-- Task inputs follows --

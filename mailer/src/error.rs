//! Error taxonomy for the campaign dispatcher.
//!
//! Errors that would risk a duplicate or lost send are fatal and bubble up to
//! the binary. Errors that only affect one recipient are recovered locally.

use std::path::PathBuf;

use thiserror::Error;

use crate::transport::TransportError;

/// Result alias used across the library.
pub type Result<T> = std::result::Result<T, MailerError>;

/// A recipient record that cannot be turned into a [`crate::Recipient`].
#[derive(Debug, Clone, PartialEq, Eq, Error)]
#[error("malformed recipient from {source_name}: {reason}")]
pub struct MalformedRecipient {
    /// Which source produced the record
    pub source_name: String,
    /// Why it was rejected
    pub reason: String,
}

impl MalformedRecipient {
    pub fn new(source_name: impl Into<String>, reason: impl Into<String>) -> Self {
        Self {
            source_name: source_name.into(),
            reason: reason.into(),
        }
    }
}

/// Template definition or spintax syntax problem.
#[derive(Debug, Clone, PartialEq, Eq, Error)]
pub enum TemplateError {
    #[error("template must start with a 'SUBJECT:' line")]
    MissingSubjectMarker,

    #[error("template is missing the '---' separator line between subject and body")]
    MissingSeparator,

    #[error("template subject must be a single line")]
    MultilineSubject,

    #[error("unmatched '{{' opened at byte {offset} in {part}")]
    UnclosedChoice { part: &'static str, offset: usize },

    #[error("unmatched '}}' at byte {offset} in {part}")]
    UnopenedChoice { part: &'static str, offset: usize },
}

/// Top-level error for the dispatcher.
#[derive(Debug, Error)]
pub enum MailerError {
    #[error(transparent)]
    MalformedRecipient(#[from] MalformedRecipient),

    #[error("template format error: {0}")]
    TemplateFormat(#[from] TemplateError),

    #[error("progress file {path} is corrupt: {reason}")]
    ProgressStoreCorrupt { path: PathBuf, reason: String },

    #[error("progress file {path} is locked by another running instance")]
    ProgressLocked { path: PathBuf },

    #[error("configuration error: {0}")]
    Config(String),

    #[error(transparent)]
    Transport(#[from] TransportError),

    #[error("I/O error on {path}: {source}")]
    Io {
        path: PathBuf,
        #[source]
        source: std::io::Error,
    },
}

impl MailerError {
    pub(crate) fn io(path: impl Into<PathBuf>, source: std::io::Error) -> Self {
        MailerError::Io {
            path: path.into(),
            source,
        }
    }
}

-- Task inputs concluded --

Task directions
For every record above, print an exact copy.

Written reply
filename mailer/src/error.rs
//! Error taxonomy for the campaign dispatcher.
//!
//! Errors that would risk a duplicate or lost send are fatal and bubble up to
//! the binary. Errors that only affect one recipient are recovered locally.

use std::path::PathBuf;

use thiserror::Error;

use crate::transport::TransportError;

/// Result alias used across the library.
pub type Result<T> = std::result::Result<T, MailerError>;

/// A recipient record that cannot be turned into a [`crate::Recipient`].
#[derive(Debug, Clone, PartialEq, Eq, Error)]
#[error("malformed recipient from {source_name}: {reason}")]
pub struct MalformedRecipient {
    /// Which source produced the record
    pub source_name: String,
    /// Why it was rejected
    pub reason: String,
}

impl MalformedRecipient {
    pub fn new(source_name: impl Into<String>, reason: impl Into<String>) -> Self {
        Self {
            source_name: source_name.into(),
            reason: reason.into(),
        }
    }
}

/// Template definition or spintax syntax problem.
#[derive(Debug, Clone, PartialEq, Eq, Error)]
pub enum TemplateError {
    #[error("template must start with a 'SUBJECT:' line")]
    MissingSubjectMarker,

    #[error("template is missing the '---' separator line between subject and body")]
    MissingSeparator,

    #[error("template subject must be a single line")]
    MultilineSubject,

    #[error("unmatched '{{' opened at byte {offset} in {part}")]
    UnclosedChoice { part: &'static str, offset: usize },

    #[error("unmatched '}}' at byte {offset} in {part}")]
    UnopenedChoice { part: &'static str, offset: usize },
}

/// Top-level error for the dispatcher.
#[derive(Debug, Error)]
pub enum MailerError {
    #[error(transparent)]
    MalformedRecipient(#[from] MalformedRecipient),

    #[error("template format error: {0}")]
    TemplateFormat(#[from] TemplateError),

    #[error("progress file {path} is corrupt: {reason}")]
    ProgressStoreCorrupt { path: PathBuf, reason: String },

    #[error("progress file {path} is locked by another running instance")]
    ProgressLocked { path: PathBuf },

    #[error("configuration error: {0}")]
    Config(String),

    #[error(transparent)]
    Transport(#[from] TransportError),

    #[error("I/O error on {path}: {source}")]
    Io {
        path: PathBuf,
        #[source]
        source: std::io::Error,
    },
}

impl MailerError {
    pub(crate) fn io(path: impl Into<PathBuf>, source: std::io::Error) -> Self {
        MailerError::Io {
            path: path.into(),
            source,
        }
    }
}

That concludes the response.